Having worked on the London comedy scene for the past 10 years, Maxwell knew he could just make a few phone calls and attract the best comedy talent to play the gig, on the proviso that that they did something "a bit different and a lot weird". He was wary, though, of turning the show into a comedian's love-in and playing only to the converted. "We're right in the middle of the West End and what I do every Thursday night is I go outside and do the flyers for the show - hoping to attract the sort of West End person who has never been to a comedy show before," he says. "I also have a guy who is fluent in Portuguese, so he goes after the Portuguese tourists and I have a guy who's fluent in Urdu, so he goes after the Asian crowd.
"I knew it was working when after a few weeks I arrived on stage and found myself confronted by 25 British Army paratroopers sitting in the first few rows who had just got back from Afghanistan. Sitting behind them were a bunch of Goths who were already howling at the moon. I just thought: paratroopers, Goths, me an Irish comic dressed in a cape . . . this is what I wanted from the start."

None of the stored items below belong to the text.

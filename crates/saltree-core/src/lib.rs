//! saltree-core: salted authenticated index with verified retrieval
//!
//! Records are committed to by a binary hash tree whose leaves are
//! `H(record || salt)`. The root is published; any party holding it can
//! check a record against its membership proof without trusting the server.
//!
//! The tree is maintained incrementally: appending a record or tombstoning
//! one rewrites a single leaf-to-root path, and the result is always the
//! same tree a full rebuild would produce.
//!
//! # Retrieval
//!
//! Two exchanges sit on top of the tree:
//! - [`ot`]: sender returns `{leaf, proof, salt}`, the receiver verifies and
//!   only then accepts the record disclosed out of band.
//! - [`pir`]: a query returns `{record, salt, proof}` and the verifier
//!   recomputes the leaf itself.
//!
//! Both fail closed: a record that does not verify is withheld.
//!
//! # Threat Model
//!
//! | Property | Provided |
//! |----------|----------|
//! | Integrity of served records | **YES** - against the published root |
//! | Precomputation across equal records | Defeated by per-record salts |
//! | Hiding the requested index | NO - the sender learns it |
//! | Hiding which slots are tombstoned | NO - adapters refuse them |

mod config;
mod error;
pub mod encoding;
pub mod hash;
pub mod leaf;
pub mod ot;
pub mod pir;
pub mod proof;
pub mod snapshot;
pub mod tree;

pub use config::{parse_seed_records, RetrievalConfig, PROTOCOL_VERSION};
pub use error::Error;
pub use hash::{combine, Blake3Hasher, Digest, HashAlgorithm, HashFunction, Keccak256Hasher, DIGEST_SIZE};
pub use leaf::{leaf_digest, LeafSlot, Salt, SaltSource, MAX_RECORD_LEN, SALT_LEN, TOMBSTONE_SENTINEL};
pub use proof::{proof_len, verify, verify_committed, Proof};
pub use snapshot::SnapshotError;
pub use tree::AuthenticatedTree;

use serde::{Deserialize, Serialize};

pub type Result<T> = std::result::Result<T, Error>;

/// Published commitment to the current tree state
///
/// `epoch` counts completed mutations since the tree was loaded, so clients
/// can tell a fresh root from a replayed one.
#[derive(Debug, Clone, Copy, PartialEq, Eq, Serialize, Deserialize)]
pub struct Commitment {
    pub root: Digest,
    pub leaf_count: u64,
    pub algorithm: HashAlgorithm,
    pub epoch: u64,
}

impl Commitment {
    pub fn of(tree: &AuthenticatedTree<HashAlgorithm>, epoch: u64) -> Self {
        Self {
            root: tree.root(),
            leaf_count: tree.len() as u64,
            algorithm: *tree.hasher(),
            epoch,
        }
    }
}
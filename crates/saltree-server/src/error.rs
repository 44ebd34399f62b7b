//! Server error types

use axum::http::StatusCode;
use axum::response::{IntoResponse, Response};
use thiserror::Error;

use saltree_core::Error as CoreError;

#[derive(Error, Debug)]
pub enum ServerError {
    #[error(transparent)]
    Core(#[from] CoreError),

    #[error("Tree is full: max_leaves = {max}")]
    CapacityExceeded { max: u64 },

    #[error("Invalid request: {0}")]
    InvalidRequest(String),

    #[error("No snapshot path configured")]
    SnapshotNotConfigured,

    #[error("No snapshot or seed records found to build the tree from")]
    NoInitialRecords,

    #[error("IO error: {0}")]
    Io(#[from] std::io::Error),

    #[error("Internal error: {0}")]
    Internal(String),
}

impl ServerError {
    /// HTTP status for this error
    pub fn status(&self) -> StatusCode {
        match self {
            ServerError::Core(CoreError::IndexOutOfRange { .. }) => StatusCode::NOT_FOUND,
            ServerError::Core(CoreError::RecordUnavailable { .. }) => StatusCode::GONE,
            ServerError::Core(CoreError::RecordTooLarge { .. }) => StatusCode::PAYLOAD_TOO_LARGE,
            ServerError::Core(CoreError::EmptyInput | CoreError::InvalidRecord(_)) => {
                StatusCode::BAD_REQUEST
            }
            ServerError::Core(_) => StatusCode::INTERNAL_SERVER_ERROR,
            ServerError::CapacityExceeded { .. } => StatusCode::INSUFFICIENT_STORAGE,
            ServerError::InvalidRequest(_) => StatusCode::BAD_REQUEST,
            ServerError::SnapshotNotConfigured => StatusCode::CONFLICT,
            ServerError::NoInitialRecords => StatusCode::SERVICE_UNAVAILABLE,
            ServerError::Io(_) => StatusCode::INTERNAL_SERVER_ERROR,
            ServerError::Internal(_) => StatusCode::INTERNAL_SERVER_ERROR,
        }
    }

    /// Metrics outcome label
    pub fn outcome(&self) -> &'static str {
        if self.status().is_client_error() {
            crate::metrics::OUTCOME_CLIENT_ERROR
        } else {
            crate::metrics::OUTCOME_SERVER_ERROR
        }
    }
}

impl IntoResponse for ServerError {
    fn into_response(self) -> Response {
        (self.status(), self.to_string()).into_response()
    }
}

pub type Result<T> = std::result::Result<T, ServerError>;

#[cfg(test)]
mod tests {
    use super::*;

    #[test]
    fn test_status_mapping() {
        let out_of_range = ServerError::from(CoreError::IndexOutOfRange { index: 9, size: 3 });
        assert_eq!(out_of_range.status(), StatusCode::NOT_FOUND);
        assert_eq!(out_of_range.outcome(), crate::metrics::OUTCOME_CLIENT_ERROR);

        let gone = ServerError::from(CoreError::RecordUnavailable { index: 1 });
        assert_eq!(gone.status(), StatusCode::GONE);

        let oversized = ServerError::from(CoreError::RecordTooLarge { len: 5, max: 4 });
        assert_eq!(oversized.status(), StatusCode::PAYLOAD_TOO_LARGE);
        assert_eq!(oversized.outcome(), crate::metrics::OUTCOME_CLIENT_ERROR);

        let full = ServerError::CapacityExceeded { max: 4 };
        assert_eq!(full.status(), StatusCode::INSUFFICIENT_STORAGE);
        assert_eq!(full.outcome(), crate::metrics::OUTCOME_SERVER_ERROR);

        let internal = ServerError::Internal("boom".into());
        assert_eq!(internal.status(), StatusCode::INTERNAL_SERVER_ERROR);
    }

    #[test]
    fn test_core_message_passes_through() {
        let err = ServerError::from(CoreError::RecordUnavailable { index: 2 });
        assert_eq!(err.to_string(), "Record unavailable: index 2 is tombstoned");
    }
}
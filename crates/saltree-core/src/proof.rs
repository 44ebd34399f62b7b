//! Membership proofs and stateless verification

use serde::{Deserialize, Serialize};

use crate::hash::{combine, Digest, HashFunction};

/// Sibling digests from the leaf level up to the level just below the root
///
/// Where a node has no sibling (unpaired tail of an odd level) the entry is
/// the node's own digest, so the length is always `height - 1`.
#[derive(Debug, Clone, PartialEq, Eq, Default, Serialize, Deserialize)]
#[serde(transparent)]
pub struct Proof(Vec<Digest>);

impl Proof {
    pub fn new(siblings: Vec<Digest>) -> Self {
        Self(siblings)
    }

    pub fn siblings(&self) -> &[Digest] {
        &self.0
    }

    pub fn len(&self) -> usize {
        self.0.len()
    }

    pub fn is_empty(&self) -> bool {
        self.0.is_empty()
    }

    pub fn iter(&self) -> std::slice::Iter<'_, Digest> {
        self.0.iter()
    }

    pub fn into_inner(self) -> Vec<Digest> {
        self.0
    }
}

impl From<Vec<Digest>> for Proof {
    fn from(siblings: Vec<Digest>) -> Self {
        Self(siblings)
    }
}

impl<'a> IntoIterator for &'a Proof {
    type Item = &'a Digest;
    type IntoIter = std::slice::Iter<'a, Digest>;

    fn into_iter(self) -> Self::IntoIter {
        self.0.iter()
    }
}

/// Parent of `node` at position `index` given its sibling
///
/// Even positions are left operands, odd positions right operands. This is
/// the only place the ordering is decided.
pub(crate) fn climb<H: HashFunction + ?Sized>(
    hasher: &H,
    index: usize,
    node: &Digest,
    sibling: &Digest,
) -> Digest {
    if index & 1 == 0 {
        combine(hasher, node, sibling)
    } else {
        combine(hasher, sibling, node)
    }
}

/// Recompute the root from `leaf` and `proof`; true iff it equals `root`
///
/// Side-effect free and never panics. Indices with bits set above the proof
/// depth cannot address a leaf in a tree that shallow and are rejected.
pub fn verify<H: HashFunction + ?Sized>(
    hasher: &H,
    root: &Digest,
    leaf: &Digest,
    proof: &Proof,
    index: u64,
) -> bool {
    if proof.len() < 64 && index >> proof.len() != 0 {
        return false;
    }

    let mut running = *leaf;
    let mut position = index;
    for sibling in proof {
        running = climb(hasher, (position & 1) as usize, &running, sibling);
        position >>= 1;
    }
    running == *root
}

/// Proof length for any leaf of a tree holding `leaf_count` leaves
///
/// Equals `height - 1`, that is `ceil(log2(leaf_count))`.
pub fn proof_len(leaf_count: u64) -> usize {
    if leaf_count <= 1 {
        return 0;
    }
    (u64::BITS - (leaf_count - 1).leading_zeros()) as usize
}

/// [`verify`] bound to the size of the committed tree
///
/// Rejects indices past the last leaf and proofs of any length other than
/// [`proof_len`]. Without the length check an internal node, presented as
/// `record || salt` over a shortened proof, would pass as a leaf.
pub fn verify_committed<H: HashFunction + ?Sized>(
    hasher: &H,
    root: &Digest,
    leaf_count: u64,
    leaf: &Digest,
    proof: &Proof,
    index: u64,
) -> bool {
    index < leaf_count
        && proof.len() == proof_len(leaf_count)
        && verify(hasher, root, leaf, proof, index)
}
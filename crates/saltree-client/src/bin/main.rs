//! saltree-client binary: verified retrieval CLI

use clap::{Parser, Subcommand};
use saltree_client::{ClientBuilder, RetrievalMode};
use saltree_core::encoding::decode_hex;
use tracing_subscriber::EnvFilter;

#[derive(Parser)]
#[command(name = "saltree-client")]
#[command(about = "Fetch records from a saltree server and verify them against its root")]
struct Args {
    /// Server URL
    #[arg(long, default_value = "http://localhost:3000")]
    server: String,

    /// Attempts per retrieval before giving up
    #[arg(long, default_value = "3")]
    max_attempts: u32,

    #[command(subcommand)]
    command: Command,
}

#[derive(Subcommand)]
enum Command {
    /// Print the published commitment
    Root,
    /// Retrieve and verify one record
    Get {
        index: u64,
        /// Exchange to use: pir or ot
        #[arg(long, default_value = "pir")]
        mode: RetrievalMode,
    },
    /// Append a hex-encoded record
    Insert { record: String },
    /// Tombstone a record
    Remove { index: u64 },
}

#[tokio::main]
async fn main() -> anyhow::Result<()> {
    tracing_subscriber::fmt()
        .with_env_filter(EnvFilter::from_default_env().add_directive("saltree_client=info".parse()?))
        .init();

    let args = Args::parse();
    let mut client = ClientBuilder::new(&args.server)
        .max_attempts(args.max_attempts)
        .build();

    match args.command {
        Command::Root => {
            let commitment = client.fetch_commitment().await?;
            println!("{}", serde_json::to_string_pretty(&commitment)?);
        }
        Command::Get { index, mode } => {
            client.fetch_commitment().await?;
            let record = client.retrieve(index, mode).await?;
            tracing::info!(index, %mode, len = record.len(), "Record verified");
            println!("{}", hex::encode(record));
        }
        Command::Insert { record } => {
            let bytes = decode_hex(&record)?;
            let inserted = client.insert(&bytes).await?;
            println!("{}", serde_json::to_string_pretty(&inserted.commitment)?);
            println!("index: {}", inserted.index);
        }
        Command::Remove { index } => {
            let removed = client.tombstone(index).await?;
            println!("{}", serde_json::to_string_pretty(&removed.commitment)?);
        }
    }

    Ok(())
}
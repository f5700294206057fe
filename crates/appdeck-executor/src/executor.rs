//! The unpacked application and its execution entry points.
//!
//! The executor never resolves controls itself. It persists a record,
//! spawns the runner subprocess over the application directory, and reads
//! the record back. The record file is the only channel between the two
//! processes.

use std::path::PathBuf;
use std::process::{Command, Stdio};
use std::time::{Duration, Instant};

use log::{debug, warn};

use appdeck_controls::View;

use crate::encode::{FunctionManifest, Manifest, RUNNER_FILE};
use crate::execution::{
    read_record, write_record, ExecuteError, Execution, ExecutionId, ExecutionStatus,
};

/// Injected runtime settings for spawning and waiting on executions.
#[derive(Debug, Clone)]
pub struct ExecutorConfig {
    /// Runner executable; when unset, the staged binary is used if the
    /// artifact captured one.
    pub runner: Option<PathBuf>,
    /// How long a fire-and-forget apply waits for the record to leave
    /// `scheduled` before returning it as-is.
    pub startup_wait: Duration,
    pub poll_interval: Duration,
}

impl Default for ExecutorConfig {
    fn default() -> Self {
        Self {
            runner: None,
            startup_wait: Duration::from_secs(5),
            poll_interval: Duration::from_millis(50),
        }
    }
}

pub struct AppExecutor {
    app_dir: PathBuf,
    manifest: Manifest,
    config: ExecutorConfig,
}

impl AppExecutor {
    pub fn new(app_dir: PathBuf, manifest: Manifest, config: ExecutorConfig) -> Self {
        Self {
            app_dir,
            manifest,
            config,
        }
    }

    pub fn app_dir(&self) -> &PathBuf {
        &self.app_dir
    }

    pub fn manifest(&self) -> &Manifest {
        &self.manifest
    }

    pub fn config_mut(&mut self) -> &mut ExecutorConfig {
        &mut self.config
    }

    fn runner_path(&self) -> Result<PathBuf, ExecuteError> {
        if let Some(runner) = &self.config.runner {
            return Ok(runner.clone());
        }
        if let FunctionManifest::Binary(name) = &self.manifest.function {
            return Ok(self.app_dir.join(name));
        }
        let staged = self.app_dir.join(RUNNER_FILE);
        if staged.is_file() {
            return Ok(staged);
        }
        Err(ExecuteError::NoRunner)
    }

    /// Starts one execution. With `apply` false this is a synchronous view
    /// refresh: the subprocess runs to completion before the refreshed
    /// record is returned. With `apply` true the subprocess is left running
    /// and the call returns once the record moves past `scheduled` (or the
    /// startup wait elapses).
    pub fn execute(&self, views: &[View], apply: bool) -> Result<Execution, ExecuteError> {
        let id = ExecutionId::generate();
        let mut initial = Execution::scheduled(id.clone(), views.to_vec());
        if !apply {
            initial.status = ExecutionStatus::Ready;
        }
        // Persisting before the spawn means a poll racing the subprocess
        // still sees the execution.
        write_record(&self.app_dir, &initial)?;

        let runner = self.runner_path()?;
        debug!(
            "spawning {} for execution {} (apply: {apply})",
            runner.display(),
            id
        );
        let mut child = Command::new(&runner)
            .arg(id.as_str())
            .arg(if apply { "true" } else { "false" })
            .current_dir(&self.app_dir)
            .stdin(Stdio::null())
            .stdout(Stdio::null())
            .stderr(Stdio::null())
            .spawn()
            .map_err(|source| ExecuteError::Spawn {
                runner: runner.clone(),
                source,
            })?;

        if !apply {
            let status = child.wait().map_err(|source| ExecuteError::Spawn {
                runner,
                source,
            })?;
            if !status.success() {
                warn!("runner exited with {status} for execution {id}");
            }
            return self.current(&id, &initial);
        }

        let deadline = Instant::now() + self.config.startup_wait;
        loop {
            if let Some(record) = read_record(&self.app_dir, &id)? {
                if record.status != ExecutionStatus::Scheduled {
                    return Ok(record);
                }
            }
            if Instant::now() >= deadline {
                return self.current(&id, &initial);
            }
            std::thread::sleep(self.config.poll_interval);
        }
    }

    /// Reads the current state of an execution. An id with no record yet
    /// reads as a synthetic `scheduled` execution, never an error.
    pub fn poll(&self, id: &ExecutionId) -> Result<Execution, ExecuteError> {
        Ok(read_record(&self.app_dir, id)?
            .unwrap_or_else(|| Execution::scheduled(id.clone(), Vec::new())))
    }

    fn current(&self, id: &ExecutionId, fallback: &Execution) -> Result<Execution, ExecuteError> {
        Ok(read_record(&self.app_dir, id)?.unwrap_or_else(|| fallback.clone()))
    }
}
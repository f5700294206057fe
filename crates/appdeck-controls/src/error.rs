//! Error taxonomy for the control graph.
//!
//! [`ConfigurationError`] covers construction-time mistakes and is never
//! retried; [`ControlError`] covers per-control failures raised while
//! queueing edits or resolving values, and always names the originating
//! control so a caller can correlate the failure with a form field.

use thiserror::Error;

use crate::ControlId;

#[derive(Debug, Error)]
pub enum ConfigurationError {
    #[error("duplicate control id: {0}")]
    DuplicateId(ControlId),
    #[error("Apply must appear only once")]
    DuplicateApply,
    #[error("control {control} depends on unknown control {parent}")]
    UnknownParent { control: ControlId, parent: ControlId },
    #[error("dependency cycle through control {0}")]
    DependencyCycle(ControlId),
    #[error("unknown registry function: {0}")]
    UnknownFunction(String),
    #[error("invalid controller document: {0}")]
    InvalidDocument(String),
}

#[derive(Debug, Error)]
pub enum ControlError {
    /// A queued view failed its bound validator; the control's prior state
    /// is untouched.
    #[error("validation failed for control {id}: {message}")]
    Validation { id: ControlId, message: String },
    /// A control's update function failed; the dirty flag stays set, so the
    /// function is retried on the next resolution.
    #[error("update failed for control {id}: {message}")]
    Update { id: ControlId, message: String },
    #[error("unknown control id: {0}")]
    UnknownControl(ControlId),
    #[error("view id {view} does not match control {control}")]
    ViewIdMismatch { control: ControlId, view: ControlId },
    #[error("view kind does not match control {0}")]
    ViewKindMismatch(ControlId),
    #[error("app function failed: {0}")]
    Function(String),
    #[error(transparent)]
    Config(#[from] ConfigurationError),
}

impl ControlError {
    /// The id of the control the error is bound to, when there is one.
    pub fn control_id(&self) -> Option<&ControlId> {
        match self {
            Self::Validation { id, .. } | Self::Update { id, .. } => Some(id),
            Self::UnknownControl(id) => Some(id),
            Self::ViewIdMismatch { control, .. } => Some(control),
            Self::ViewKindMismatch(id) => Some(id),
            Self::Function(_) | Self::Config(_) => None,
        }
    }
}
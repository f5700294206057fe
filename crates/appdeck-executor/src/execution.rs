//! Execution records and their on-disk lifecycle.
//!
//! A record lives at `<app_dir>/executions/<id>.json` and is mutated only
//! by the subprocess that owns the execution. Writers replace the whole
//! file atomically (temp file, then rename), so readers always observe a
//! complete record.

use std::fs;
use std::io;
use std::path::{Path, PathBuf};

use serde::{Deserialize, Serialize};
use thiserror::Error;
use uuid::Uuid;

use appdeck_controls::View;

pub const EXECUTIONS_DIR: &str = "executions";

#[derive(Debug, Error)]
pub enum ExecuteError {
    #[error("i/o error on execution record {path}: {source}")]
    Io {
        path: PathBuf,
        #[source]
        source: io::Error,
    },
    #[error("malformed execution record {path}: {source}")]
    Malformed {
        path: PathBuf,
        #[source]
        source: serde_json::Error,
    },
    #[error("failed to spawn runner {runner}: {source}")]
    Spawn {
        runner: PathBuf,
        #[source]
        source: io::Error,
    },
    #[error("no runner binary configured and none staged with the application")]
    NoRunner,
}

/// Lifecycle states, serialized as lowercase strings.
#[derive(Debug, Clone, Copy, PartialEq, Eq, Serialize, Deserialize)]
#[serde(rename_all = "lowercase")]
pub enum ExecutionStatus {
    /// A refresh completed; views are current, nothing was applied.
    Ready,
    /// Persisted by the parent before the subprocess takes over.
    Scheduled,
    /// The subprocess is resolving and applying.
    Running,
    Finished,
    Failed,
}

impl ExecutionStatus {
    pub fn is_terminal(self) -> bool {
        matches!(self, Self::Ready | Self::Finished | Self::Failed)
    }
}

/// The applied function's output, carried inline in the record.
#[derive(Debug, Clone, PartialEq, Eq, Serialize, Deserialize)]
pub struct EncodedOutput {
    pub application: String,
    pub content_type: String,
    /// Base64 payload bytes.
    pub data: String,
}

#[derive(Debug, Clone, PartialEq, Eq, Hash, Serialize, Deserialize)]
#[serde(transparent)]
pub struct ExecutionId(String);

impl ExecutionId {
    pub fn new(id: impl Into<String>) -> Self {
        Self(id.into())
    }

    pub fn generate() -> Self {
        Self(Uuid::new_v4().to_string())
    }

    pub fn as_str(&self) -> &str {
        &self.0
    }
}

impl std::fmt::Display for ExecutionId {
    fn fmt(&self, f: &mut std::fmt::Formatter<'_>) -> std::fmt::Result {
        f.write_str(&self.0)
    }
}

impl From<&str> for ExecutionId {
    fn from(id: &str) -> Self {
        Self(id.to_string())
    }
}

/// One execution of a packaged application.
#[derive(Debug, Clone, Serialize, Deserialize)]
pub struct Execution {
    pub id: ExecutionId,
    pub status: ExecutionStatus,
    #[serde(default)]
    pub views: Vec<View>,
    #[serde(default, skip_serializing_if = "Option::is_none")]
    pub output: Option<EncodedOutput>,
    #[serde(default, skip_serializing_if = "Option::is_none")]
    pub logs: Option<String>,
}

impl Execution {
    pub fn scheduled(id: ExecutionId, views: Vec<View>) -> Self {
        Self {
            id,
            status: ExecutionStatus::Scheduled,
            views,
            output: None,
            logs: None,
        }
    }
}

pub fn record_path(app_dir: &Path, id: &ExecutionId) -> PathBuf {
    app_dir
        .join(EXECUTIONS_DIR)
        .join(format!("{}.json", id.as_str()))
}

/// Reads a persisted record; `Ok(None)` when no record exists yet.
pub fn read_record(app_dir: &Path, id: &ExecutionId) -> Result<Option<Execution>, ExecuteError> {
    let path = record_path(app_dir, id);
    let bytes = match fs::read(&path) {
        Ok(bytes) => bytes,
        Err(e) if e.kind() == io::ErrorKind::NotFound => return Ok(None),
        Err(source) => return Err(ExecuteError::Io { path, source }),
    };
    let execution =
        serde_json::from_slice(&bytes).map_err(|source| ExecuteError::Malformed { path, source })?;
    Ok(Some(execution))
}

/// Atomically replaces the record file.
pub fn write_record(app_dir: &Path, execution: &Execution) -> Result<(), ExecuteError> {
    let path = record_path(app_dir, &execution.id);
    let dir = app_dir.join(EXECUTIONS_DIR);
    fs::create_dir_all(&dir).map_err(|source| ExecuteError::Io {
        path: dir.clone(),
        source,
    })?;
    let bytes = serde_json::to_vec_pretty(execution).map_err(|source| ExecuteError::Malformed {
        path: path.clone(),
        source,
    })?;
    let temp = dir.join(format!(".{}.tmp", execution.id.as_str()));
    fs::write(&temp, bytes).map_err(|source| ExecuteError::Io {
        path: temp.clone(),
        source,
    })?;
    fs::rename(&temp, &path).map_err(|source| ExecuteError::Io { path, source })?;
    Ok(())
}

#[cfg(test)]
mod tests {
    use super::*;
    use std::env;

    fn scratch(name: &str) -> PathBuf {
        let dir = env::temp_dir().join(format!("appdeck-exec-{name}-{}", std::process::id()));
        let _ = fs::remove_dir_all(&dir);
        fs::create_dir_all(&dir).unwrap();
        dir
    }

    #[test]
    fn status_uses_lowercase_wire_strings() {
        assert_eq!(
            serde_json::to_string(&ExecutionStatus::Scheduled).unwrap(),
            "\"scheduled\""
        );
        assert_eq!(
            serde_json::from_str::<ExecutionStatus>("\"finished\"").unwrap(),
            ExecutionStatus::Finished
        );
    }

    #[test]
    fn record_round_trips_through_disk() {
        let dir = scratch("roundtrip");
        let execution = Execution {
            id: ExecutionId::new("e1"),
            status: ExecutionStatus::Finished,
            views: vec![View::text_edit("c1", "10")],
            output: Some(EncodedOutput {
                application: "application/json".to_string(),
                content_type: "application/json".to_string(),
                data: "MTA=".to_string(),
            }),
            logs: None,
        };
        write_record(&dir, &execution).unwrap();
        let loaded = read_record(&dir, &execution.id).unwrap().unwrap();
        assert_eq!(loaded.status, ExecutionStatus::Finished);
        assert_eq!(loaded.views, execution.views);
        assert_eq!(loaded.output, execution.output);
        fs::remove_dir_all(&dir).unwrap();
    }

    #[test]
    fn missing_record_reads_as_none() {
        let dir = scratch("missing");
        assert!(read_record(&dir, &ExecutionId::new("ghost"))
            .unwrap()
            .is_none());
        fs::remove_dir_all(&dir).unwrap();
    }

    #[test]
    fn absent_output_and_logs_are_omitted() {
        let execution = Execution::scheduled(ExecutionId::new("e2"), Vec::new());
        let value = serde_json::to_value(&execution).unwrap();
        assert!(value.get("output").is_none());
        assert!(value.get("logs").is_none());
        assert_eq!(value["status"], "scheduled");
    }
}
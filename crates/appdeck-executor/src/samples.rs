//! Sample hooks and target functions for the reference runner.

use serde_json::Value;

use appdeck_controls::Registry;

use crate::runner::CAPTURED_FUNCTION;

/// Registers every sample under its durable name. `samples.sum` also backs
/// the captured-binary entry point.
pub fn register(registry: &mut Registry) {
    registry.register_update("samples.double_text", |data, parents| {
        let n: i64 = parents
            .first()
            .and_then(|p| p.text())
            .unwrap_or("0")
            .trim()
            .parse()?;
        data.set_text((n * 2).to_string());
        Ok(())
    });

    registry.register_function("samples.sum", sum);
    registry.register_function(CAPTURED_FUNCTION, sum);

    registry.register_function("samples.join", |values| {
        let joined = values
            .iter()
            .map(|value| match value {
                Some(Value::String(s)) => s.clone(),
                Some(other) => other.to_string(),
                None => String::new(),
            })
            .collect::<Vec<_>>()
            .join(" ");
        Ok(Value::String(joined))
    });

    registry.register_function("samples.fail", |_| Err("sample failure".into()));
}

fn sum(values: &[Option<Value>]) -> Result<Value, Box<dyn std::error::Error + Send + Sync>> {
    let mut total = 0i64;
    for value in values.iter().flatten() {
        total += match value {
            Value::Number(n) => n.as_i64().unwrap_or(0),
            Value::String(s) => s.trim().parse().unwrap_or(0),
            _ => 0,
        };
    }
    Ok(Value::from(total))
}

Maxwell puts Full Mooners's growing popularity down to the facts that it is a contemporary spin on the old free-flowing jazz club idea and the audience is part of the show.
"The audience is vital," he says. "The truth of the matter is that most comedy shows are populated by white, left-leaning, Guardian-reading twenty- and thirtysomethings. I certainly didn't want that. On any given night you might find a bunch of pissed Irish tourists who are wandering around the West End and recognise me from RTÉ's The Panel, so they might come in, then it might be someone such as Jade Goody who tried to barge her way in but we threw her out. On another night, it could be, as happened not so long ago, all of the Arctic Monkeys."
One of Maxwell's more imaginative ventures for the club got him into trouble with the law. "I decided to have this night called 'Whitey Gotta Pay' and the rule was that all white customers had to pay while black and Asian people got in free," he says. "Not only did the white people have to pay but they also had to pay an extra surcharge which was a type of reprobation tax for the sins of their colonial ancestors. It went down a storm but then halfway through the show, the police arrived and told me I was in breach of racial discrimination laws by not charging black and Asian people. How bloody ridiculous is that."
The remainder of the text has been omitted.